In those days barrels were forged and welded into shape. Now in the
rolling mill each furnace turns out from 330 to 350 barrels per day at
the hands of four men. If we follow the barrel department through,
we shall find that this branch of the establishment alone, when at full
head, has at work about a score of milling machines, forty-six drilling
machines of various capacity and speed, thirty-one lathes and nine rifling
machines, not to mention a legion of other labor devices, whose names have
escaped our memoranda. A hasty estimate gives the number of milling
machines alone, used in the establishment, at over four hundred.

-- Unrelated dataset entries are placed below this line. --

//! Series cascade of allpass stages sharing one coefficient state.

/*
Allpass Cascade
===============

    x ──→ [stage 0] ──→ [stage 1] ──→ ... ──→ [stage n-1] ──→ y
              ↑             ↑                      ↑
              └─────────────┴──── coefficients ────┘

Every stage sees the same (k, g) on a given sample; the coefficient state is
advanced once per sample before the stages run. Only the first `n` stages
are used, where `n` (the depth) can change on any sample. Stages beyond `n`
keep whatever memory they had and resume from it when the depth grows back.

A change of depth switches instantly with no crossfade. That can click on
hard jumps; the output limiter downstream is the only mitigation, and it is
part of the character of the effect.
*/

use super::allpass::{AllpassStage, CoefficientState};
use crate::MAX_NUM_STAGES;

/// Fixed-capacity allpass cascade with a variable active prefix.
#[derive(Debug, Clone)]
pub struct AllpassCascade {
    stages: [AllpassStage; MAX_NUM_STAGES],
    coefficients: CoefficientState,
}

impl AllpassCascade {
    pub fn new() -> Self {
        Self {
            stages: [AllpassStage::new(); MAX_NUM_STAGES],
            coefficients: CoefficientState::new(),
        }
    }

    pub fn set_smooth_time(&mut self, smooth_ms: f64, sample_rate: u32) {
        self.coefficients.set_smooth_time(smooth_ms, sample_rate);
    }

    /// Advance the shared coefficients one sample toward the given settings.
    #[inline]
    pub fn update_coefficients(&mut self, frequency_hz: f64, resonance: f64, sample_rate: u32) {
        self.coefficients.update(frequency_hz, resonance, sample_rate);
    }

    /// Run `x` through the first `active_stages` stages in series.
    ///
    /// `active_stages` is clamped to the cascade capacity.
    #[inline]
    pub fn process(&mut self, x: f32, active_stages: usize) -> f32 {
        let active = active_stages.min(MAX_NUM_STAGES);
        let coefficients = &self.coefficients;

        let mut sample = x;
        for stage in self.stages[..active].iter_mut() {
            sample = stage.process(sample, coefficients);
        }
        sample
    }

    /// Clear every stage's memory. Coefficients are kept.
    pub fn reset(&mut self) {
        for stage in self.stages.iter_mut() {
            stage.reset();
        }
    }

    pub fn coefficients(&self) -> &CoefficientState {
        &self.coefficients
    }

    pub fn coefficients_mut(&mut self) -> &mut CoefficientState {
        &mut self.coefficients
    }

    pub fn stages(&self) -> &[AllpassStage] {
        &self.stages
    }

    /// True when every stage's memory is exactly zero.
    pub fn is_silent(&self) -> bool {
        self.stages.iter().all(|stage| stage.state() == (0.0, 0.0))
    }
}

impl Default for AllpassCascade {
    fn default() -> Self {
        Self::new()
    }
}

Shooting Qualities of the Remington Arm
The long and intelligent-experience of the Remingtons, and of their artisans,
many of them a second generation of the same family in the employ of the
company, has achieved large results in the mechanical features of their
work, as well in the economizing of operations as in the lessening their
number. There are especial features of the Ilion work which we cannot
err, however, in noting particularly. The excellent shooting qualities
of the barrels made at their establishment have been from the era of the
founder a proverb in mouths of wisest censure. This superiority has
been, moreover, quite as generally observed in the barrels of the military
as of the sporting rifles. It is possible that a degree of this excellence
may be due to a choiceness of material, but the extraordinary care given
to the interior finish, the delicate gauging of the chambers, and the exact
turning of muzzles, and, more than all, the patient and faithful straightening
process, which is never neglected, are probably the general claimants in
this instance. The operation of straightening a barrel, an achievement
as yet unattained by mechanical process is one of the most difficult in
the manufacture of a gun, an art so rare in fact that accident has often
produced a guinea Brummagem fowling piece that would outshoot a Westley
Richards, or Greener, in the same field. The Remingtons, with an
honorable pride in the excellence of their productions, and correctly estimating
the superlative importance of this quality in a barrel, have omitted no
care, whether it concerns the experience and skill of artisans, or the
severity of intermediate and final inspection, that will secure the merit
of precision for their work.
Incorporation of E. Remington & Sons.
During the latter part of 1864, the enterprise of the Remingtons having attained an extent which rendered a new organization necessary, both for the purpose of perpetuating and of more easily controlling it, the private firm was made into a company under the general law of New York. The incorporation dates from january 1st, 1865. The first officers were Philo Remington, president; Samuel Remington, vice-president; and Eliphalet Remington, secretary and treasurer. In 1866, in anticipation of Mr. Samuel Remington's going to Europe, he was chosen president in order to more fully represent the company in the old world. At this time Mr. Philo Remington became vice-president. In 1871 Colonel W. C. Squire was elected secretary of the organization. This gentleman is son-in-law of Philo Remington, so that all the offices are retained in the family. The nominal capital of the company was named at $1,000,000, the value of the buildings, machinery and stock in progress having been moderately estimated at $1,500,000. The entire stock of the company at the date of incorporation was, and still is, owned by the different individuals of the Remington family, with the exception of a few hundred dollars in amount, necessary by law to qualify the three other members of the board of seven trustees, all of whom, by the way, are residents of Ilion. The present valuation of buildings, machinery and stock ranges from $2,750,000 to $3,000,000.